Oil on panel, 21.8 x 16 cm.
"I notice that my style and approach have been "contaminated" with what I see everywhere around me, and the many styles I admire all want to be drawn at the same time, while my own way of drawing gets lost in the meantime...."
"I am feeling like my own work is starting to escape me. I get fewer works done and keep looking at other art all day while my to-do list grows ever longer...."
"Do you have any ideas how I can preserve my integrity? Is it abstinence from this modern-age diversity, or going back to the roots that inspired me to become an artist in the first place."
I sympathize. There's so much great artwork out there on the Internet, and so many fun videos to binge-watch. Studying the work by others can be very helpful if it blazes a trail and shows you what's possible. Your own style will inevitably be a synthesis of what you've absorbed from others, mixed with your own invention and discovery.
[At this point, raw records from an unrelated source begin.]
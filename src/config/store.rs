use std::io::{self, Write as _};
use std::path::{Path, PathBuf};
use std::sync::Arc;
use std::time::Duration;

use futures::Stream;
use indexmap::IndexMap;
use notify::{Event, EventKind, RecommendedWatcher, RecursiveMode, Watcher};
use snafu::{ResultExt, Snafu};
use spectre_common::{DomainError, ErrorKind, HasKind};
use tokio::sync::{broadcast, RwLock};
use tokio_stream::wrappers::errors::BroadcastStreamRecvError;
use tokio_stream::wrappers::BroadcastStream;
use tokio_stream::StreamExt as _;
use tracing::{error, warn};

use super::model::{ChangeEvent, IntegrationConfig};

const CHANGE_CHANNEL_CAPACITY: usize = 64;
const DEBOUNCE: Duration = Duration::from_millis(200);

#[derive(Debug, Snafu)]
pub enum ConfigError {
    #[snafu(display("failed to read config file {path:?}: {source}"))]
    Read { path: PathBuf, source: io::Error },
    #[snafu(display("failed to decode config file {path:?}: {source}"))]
    Codec { path: PathBuf, source: serde_yaml::Error },
    #[snafu(display("failed to persist config file {path:?}: {source}"))]
    Write { path: PathBuf, source: io::Error },
    #[snafu(display("failed to install a filesystem watch on {path:?}: {source}"))]
    Watch { path: PathBuf, source: notify::Error },
    #[snafu(display("integration {name:?} already exists"))]
    AlreadyExists { name: String },
    #[snafu(display("integration {name:?} does not exist"))]
    NotFound { name: String },
}

impl HasKind for ConfigError {
    fn kind(&self) -> ErrorKind {
        match self {
            ConfigError::AlreadyExists { .. } => ErrorKind::Validation,
            ConfigError::NotFound { .. } => ErrorKind::NotFound,
            ConfigError::Read { .. } | ConfigError::Codec { .. } => ErrorKind::Fatal,
            ConfigError::Write { .. } | ConfigError::Watch { .. } => ErrorKind::TransientBackend,
        }
    }
}

impl From<ConfigError> for DomainError {
    fn from(e: ConfigError) -> Self {
        DomainError::new(e.kind(), e.to_string())
    }
}

/// The durable record of every configured integration, backed by a
/// single YAML document on disk. Holds the file's content in memory,
/// persists every mutation atomically (temp file, fsync, rename into
/// place), and watches the document's directory so edits made outside
/// the process - a projected ConfigMap update, an operator editing the
/// file directly - are picked up and diffed in. `create`/`update`/
/// `delete` reload through that same diff-and-swap path so self-edits
/// and external edits publish identically shaped change events.
pub struct ConfigStore {
    path: PathBuf,
    state: RwLock<IndexMap<String, IntegrationConfig>>,
    changes: broadcast::Sender<ChangeEvent>,
    watcher: std::sync::Mutex<Option<RecommendedWatcher>>,
}

impl ConfigStore {
    pub async fn open(path: impl Into<PathBuf>) -> Result<Arc<Self>, ConfigError> {
        let path = path.into();
        let initial = load_from_disk(&path)?;
        let (changes, _) = broadcast::channel(CHANGE_CHANNEL_CAPACITY);
        let store = Arc::new(Self {
            path,
            state: RwLock::new(initial),
            changes,
            watcher: std::sync::Mutex::new(None),
        });
        store.spawn_watcher()?;
        Ok(store)
    }

    pub async fn list(&self) -> Vec<IntegrationConfig> {
        self.state.read().await.values().cloned().collect()
    }

    pub async fn get(&self, name: &str) -> Option<IntegrationConfig> {
        self.state.read().await.get(name).cloned()
    }

    pub async fn create(&self, config: IntegrationConfig) -> Result<(), ConfigError> {
        let state = self.state.read().await;
        if state.contains_key(&config.name) {
            return Err(ConfigError::AlreadyExists { name: config.name });
        }
        drop(state);
        self.write_and_diff(move |next| {
            next.insert(config.name.clone(), config);
        })
        .await
    }

    pub async fn update(&self, name: &str, config: IntegrationConfig) -> Result<(), ConfigError> {
        let state = self.state.read().await;
        if !state.contains_key(name) {
            return Err(ConfigError::NotFound { name: name.to_string() });
        }
        drop(state);
        let name = name.to_string();
        self.write_and_diff(move |next| {
            next.insert(name, config);
        })
        .await
    }

    pub async fn delete(&self, name: &str) -> Result<(), ConfigError> {
        let state = self.state.read().await;
        if !state.contains_key(name) {
            return Err(ConfigError::NotFound { name: name.to_string() });
        }
        drop(state);
        let name = name.to_string();
        self.write_and_diff(move |next| {
            next.shift_remove(&name);
        })
        .await
    }

    pub fn watch(&self) -> broadcast::Receiver<ChangeEvent> {
        self.changes.subscribe()
    }

    /// The same subscription as [`Self::watch`], adapted to the
    /// `stream<ChangeEvent>` shape §4.1's contract is written against.
    /// A lagged subscriber silently drops the events it missed rather
    /// than erroring the stream - the lifecycle manager always
    /// re-reconciles against `list()`'s current state on the next
    /// event anyway, so a gap here costs a delayed reconcile, not a
    /// missed one.
    pub fn watch_stream(&self) -> impl Stream<Item = ChangeEvent> {
        BroadcastStream::new(self.watch()).filter_map(|item| match item {
            Ok(event) => Some(event),
            Err(BroadcastStreamRecvError::Lagged(_)) => None,
        })
    }

    /// Applies `mutate` to a clone of the current state, persists the
    /// result, diffs it against the pre-mutation state, and swaps it
    /// in - the single path every write (self-originated or, via
    /// `reload`, filesystem-originated) goes through.
    async fn write_and_diff(&self, mutate: impl FnOnce(&mut IndexMap<String, IntegrationConfig>)) -> Result<(), ConfigError> {
        let mut state = self.state.write().await;
        let mut next = state.clone();
        mutate(&mut next);
        persist(&self.path, next.values())?;
        diff_and_emit(&self.changes, &state, &next);
        *state = next;
        Ok(())
    }

    async fn reload(&self) {
        match load_from_disk(&self.path) {
            Ok(next) => {
                let mut state = self.state.write().await;
                diff_and_emit(&self.changes, &state, &next);
                *state = next;
            }
            Err(e) => error!(error = %e, "failed to reload config after filesystem change"),
        }
    }

    fn spawn_watcher(self: &Arc<Self>) -> Result<(), ConfigError> {
        let (tx, rx) = std::sync::mpsc::channel::<notify::Result<Event>>();
        let mut watcher = notify::recommended_watcher(move |res| {
            let _ = tx.send(res);
        })
        .context(WatchSnafu { path: self.path.clone() })?;
        let watch_dir = self
            .path
            .parent()
            .filter(|p| !p.as_os_str().is_empty())
            .unwrap_or_else(|| Path::new("."))
            .to_path_buf();
        watcher
            .watch(&watch_dir, RecursiveMode::NonRecursive)
            .context(WatchSnafu { path: self.path.clone() })?;
        *self.watcher.lock().unwrap() = Some(watcher);

        let store = Arc::clone(self);
        tokio::task::spawn_blocking(move || watch_loop(store, rx));
        Ok(())
    }
}

fn diff_and_emit(
    changes: &broadcast::Sender<ChangeEvent>,
    current: &IndexMap<String, IntegrationConfig>,
    next: &IndexMap<String, IntegrationConfig>,
) {
    for name in current.keys() {
        if !next.contains_key(name) {
            let _ = changes.send(ChangeEvent::Removed(name.clone()));
        }
    }
    for (name, config) in next {
        match current.get(name) {
            None => {
                let _ = changes.send(ChangeEvent::Added(name.clone()));
            }
            Some(existing) if !existing.reconcile_eq(config) => {
                let _ = changes.send(ChangeEvent::Updated(name.clone()));
            }
            _ => {}
        }
    }
}

/// Runs on a blocking-pool thread for the store's lifetime, debouncing
/// bursts of filesystem events (an editor's write-then-rename, a
/// kubelet ConfigMap projection swap) into a single reload.
fn watch_loop(store: Arc<ConfigStore>, rx: std::sync::mpsc::Receiver<notify::Result<Event>>) {
    let mut pending = false;
    loop {
        let timeout = if pending { DEBOUNCE } else { Duration::from_secs(3600) };
        match rx.recv_timeout(timeout) {
            Ok(Ok(event)) => {
                if is_relevant(&event, &store.path) {
                    pending = true;
                }
            }
            Ok(Err(e)) => warn!(error = %e, "filesystem watch error"),
            Err(std::sync::mpsc::RecvTimeoutError::Timeout) => {
                if pending {
                    pending = false;
                    tokio::runtime::Handle::current().block_on(store.reload());
                }
            }
            Err(std::sync::mpsc::RecvTimeoutError::Disconnected) => break,
        }
    }
}

fn is_relevant(event: &Event, path: &Path) -> bool {
    let canonical = path.canonicalize();
    matches!(
        event.kind,
        EventKind::Modify(_) | EventKind::Create(_) | EventKind::Remove(_)
    ) && event
        .paths
        .iter()
        .any(|p| p == path || canonical.as_deref().ok() == p.canonicalize().ok().as_deref())
}

fn load_from_disk(path: &Path) -> Result<IndexMap<String, IntegrationConfig>, ConfigError> {
    if !path.exists() {
        return Ok(IndexMap::new());
    }
    let raw = std::fs::read_to_string(path).context(ReadSnafu { path: path.to_path_buf() })?;
    let list: Vec<IntegrationConfig> =
        serde_yaml::from_str(&raw).context(CodecSnafu { path: path.to_path_buf() })?;
    Ok(list.into_iter().map(|c| (c.name.clone(), c)).collect())
}

fn persist<'a>(
    path: &Path,
    configs: impl Iterator<Item = &'a IntegrationConfig>,
) -> Result<(), ConfigError> {
    let list: Vec<&IntegrationConfig> = configs.collect();
    let yaml = serde_yaml::to_string(&list).context(CodecSnafu { path: path.to_path_buf() })?;
    let dir = path
        .parent()
        .filter(|p| !p.as_os_str().is_empty())
        .unwrap_or_else(|| Path::new("."));
    std::fs::create_dir_all(dir).context(WriteSnafu { path: path.to_path_buf() })?;
    let mut tmp =
        tempfile::NamedTempFile::new_in(dir).context(WriteSnafu { path: path.to_path_buf() })?;
    tmp.write_all(yaml.as_bytes())
        .context(WriteSnafu { path: path.to_path_buf() })?;
    tmp.as_file()
        .sync_all()
        .context(WriteSnafu { path: path.to_path_buf() })?;
    tmp.persist(path)
        .map_err(|e| e.error)
        .context(WriteSnafu { path: path.to_path_buf() })?;
    Ok(())
}

#[cfg(test)]
mod tests {
    use super::*;
    use chrono::Utc;

    fn sample(name: &str) -> IntegrationConfig {
        IntegrationConfig {
            name: name.to_string(),
            kind: "logstore-mock".into(),
            enabled: true,
            endpoint: "https://logs.example.com".into(),
            credential_ref: None,
            options: IndexMap::new(),
            date_added: Utc::now(),
        }
    }

    #[tokio::test]
    async fn create_persists_and_is_readable_after_reopen() {
        let dir = tempfile::tempdir().unwrap();
        let path = dir.path().join("integrations.yaml");

        let store = ConfigStore::open(&path).await.unwrap();
        store.create(sample("prod-logs")).await.unwrap();
        assert_eq!(store.list().await.len(), 1);

        let reopened = ConfigStore::open(&path).await.unwrap();
        assert_eq!(reopened.get("prod-logs").await.unwrap().kind, "logstore-mock");
    }

    #[tokio::test]
    async fn create_twice_is_already_exists() {
        let dir = tempfile::tempdir().unwrap();
        let path = dir.path().join("integrations.yaml");
        let store = ConfigStore::open(&path).await.unwrap();
        store.create(sample("prod-logs")).await.unwrap();
        let err = store.create(sample("prod-logs")).await.unwrap_err();
        assert_eq!(err.kind(), ErrorKind::Validation);
    }

    #[tokio::test]
    async fn create_then_update_publishes_added_then_updated() {
        let dir = tempfile::tempdir().unwrap();
        let path = dir.path().join("integrations.yaml");
        let store = ConfigStore::open(&path).await.unwrap();
        let mut rx = store.watch();

        store.create(sample("prod-logs")).await.unwrap();
        assert_eq!(rx.recv().await.unwrap(), ChangeEvent::Added("prod-logs".into()));

        let mut updated = sample("prod-logs");
        updated.enabled = false;
        store.update("prod-logs", updated).await.unwrap();
        assert_eq!(rx.recv().await.unwrap(), ChangeEvent::Updated("prod-logs".into()));
    }

    #[tokio::test]
    async fn identical_update_publishes_nothing() {
        let dir = tempfile::tempdir().unwrap();
        let path = dir.path().join("integrations.yaml");
        let store = ConfigStore::open(&path).await.unwrap();
        let mut rx = store.watch();

        store.create(sample("prod-logs")).await.unwrap();
        rx.recv().await.unwrap();
        store.update("prod-logs", sample("prod-logs")).await.unwrap();
        assert!(matches!(
            rx.try_recv(),
            Err(tokio::sync::broadcast::error::TryRecvError::Empty)
        ));
    }

    #[tokio::test]
    async fn update_unknown_name_is_not_found() {
        let dir = tempfile::tempdir().unwrap();
        let path = dir.path().join("integrations.yaml");
        let store = ConfigStore::open(&path).await.unwrap();
        let err = store.update("absent", sample("absent")).await.unwrap_err();
        assert_eq!(err.kind(), ErrorKind::NotFound);
    }

    #[tokio::test]
    async fn delete_unknown_name_is_not_found() {
        let dir = tempfile::tempdir().unwrap();
        let path = dir.path().join("integrations.yaml");
        let store = ConfigStore::open(&path).await.unwrap();
        let err = store.delete("absent").await.unwrap_err();
        assert_eq!(err.kind(), ErrorKind::NotFound);
    }

    #[tokio::test]
    async fn delete_publishes_removed() {
        let dir = tempfile::tempdir().unwrap();
        let path = dir.path().join("integrations.yaml");
        let store = ConfigStore::open(&path).await.unwrap();
        let mut rx = store.watch();
        store.create(sample("prod-logs")).await.unwrap();
        rx.recv().await.unwrap();
        store.delete("prod-logs").await.unwrap();
        assert_eq!(rx.recv().await.unwrap(), ChangeEvent::Removed("prod-logs".into()));
        assert!(store.get("prod-logs").await.is_none());
    }
}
But too much looking at the work of others can be paralyzing. It's good that you identified the problem, and that you haven't lost touch with your own personal vision.
Whenever you feel that way, it's time to stop looking at other people's art for a while. Close the book, shut off the computer, and leave the art museum. The farther you get away from those influences, the more your own style and approach will surface. Get out your sketchbooks and reserve one for your own pure imaginings, and the other for drawing or painting things in the real world that get you excited. You don't have to show them to anybody. Your personal sketchbooks will bring you straight back to your roots.
I remember reading that when Jean-Baptiste-Camille Corot first went to Italy, he didn't bother to visit the Sistine Chapel and he didn't spend much time visiting art collections, because he was too enthralled with painting Nature. Be like Corot. That's the way to overcome being contaminated by other people's styles.
Nature is, of course, is the ultimate source for all great art. If Michelangelo and Raphael and DaVinci and Velazquez could be magically revived, standing next to their paintings, I am absolutely convinced that they would have advised us to go outside and look at Nature instead of at their mortal efforts.